Lei americana regula agentes financeiros mundo afora

Uma lei americana aprovada em 2010, sendo regulamentada no decorrer de 2012 e com vigência agendada para 2013 pode atingir agentes financeiros mundo afora e de quebra, influenciar leis em países envolvidos em acordos para sua operacionalização.

De novo, ao estilo das PIPA/SOPA Act, a Fatca, Foreign Acount Tax Compliane Act, diferentemente daquelas, já está aprovada e pode influenciar e levar a modificação da legislação de outros países, inclusive a brasileira.

Foreign Acount Tax Compliane Act
Fatca, Foreign Acount Tax Compliane Act

Para montar um cerco aos contribuintes norte-americanos que sonegam imposto enviando recursos financeiros para o exterior causando evasão fiscal, a IRS, Internal Revenue Service trabalha na operacionalização da Fatca que inicia em 2013 e termina em 2017. O trabalho consiste em convidar as instituições financeiras estrangeiras a aderir à lei. Com os governos, assina acordo de reciprocidade na identificação e emissão de relatórios diretamente à receita federal americana sobre contribuintes americanos que possuirem participação direta ou indireta em contas nas instituições financeiras. A Fatca exige que instituições financeiras estrangeiras reportem diretamente ao IRS as informações sobre contas financeiras realizadas pelos contribuintes norte-americanos. As contas de propriedade de entidades estrangeiras em que os contribuintes norte-americanos detiverem participação substancial também deverão ser enviadas diretamente à Receita Federal Americana.

Internal Revenue Service building - Washington...
Internal Revenue Service building – Washington DC – 2012 (Photo credit: dctim1)

Mundo afora, as instituições financeiras por meio de suas associações trabalham enviando sugestões sobre as exigências da lei. As dificuldades operacionais, legais e até constitucionais são algumas dificuldades apontadas por elas. Governos terão que ajustar alguns aspectos legais e até constitucionais para atender os requisitos dela, que em resumo, pode representar a quebra do sigilo bancário onde quer que ele exista, e de contribuintes norte-americanos onde quer que ele esteja.
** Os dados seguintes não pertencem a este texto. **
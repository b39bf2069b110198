//! Deterministic MRV calculation engine.
//!
//! Takes a [`CalculationRequest`] (activity data, factor candidates, prices,
//! configuration) and produces a hashed [`mrv_core::BundlePair`]:
//!
//! - [`emissions`] -- direct, indirect and process emissions
//! - [`cost`] -- ETS net position and CBAM certificate cost
//! - [`allocation`] -- mass-share allocation to products and exports
//! - [`precursor`] -- precursor graph ordering and embedded emissions
//! - [`quality`] -- input validation and data-quality flags
//! - [`compliance`] -- declarative ETS/CBAM rule evaluation
//! - [`orchestrator`] -- composes the above into one run
//! - [`replay`] -- recomputes stored snapshots and compares hashes

pub mod allocation;
pub mod compliance;
pub mod config;
pub mod cost;
pub mod emissions;
pub mod error;
pub mod factors;
pub mod orchestrator;
pub mod precursor;
pub mod quality;
pub mod replay;

pub use config::{ElectricityMethod, EngineConfig, EngineSettings, EtsConfig};
pub use error::{ConfigError, ReplayError, RuleSetError, RunError};
pub use orchestrator::{CalculationRequest, Orchestrator};
pub use replay::{
    replay, ContentAddressedDatasets, DatasetResolver, FactorCatalog, ReplayReport,
    StaticFactorCatalog, Verdict,
};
Pela reciprocidade acordada é possível anteceder o que pode ocorrer com o sigilo bancário mundo afora.

No Brasil, um acordo de troca de informacões tributárias de 2007 anterior a Fatca depende da Comissão de Constituição e Justica (CCJ) do Senado. Mas, dois pontos da operacionalização da lei levam a conclusão sobre a abrangência internacional: a taxação de 30% sobre o lucro das instituições financeiras que não aderir à lei e a reciprocidade na troca de informações tributárias entre os países signatários.

Em razão do tamanho e da importância da economia americana, as instituições financeiras não correriam o risco de ficar de fora dela e perder grande parte de seus lucros; os países que desejarem conhecer aplicações ocultas em paraísos fiscais e offshores também tendem acordar com o governo americano quanto a troca de informações.

Por que uma lei americana tende influenciar leis e até constituições mundo afora?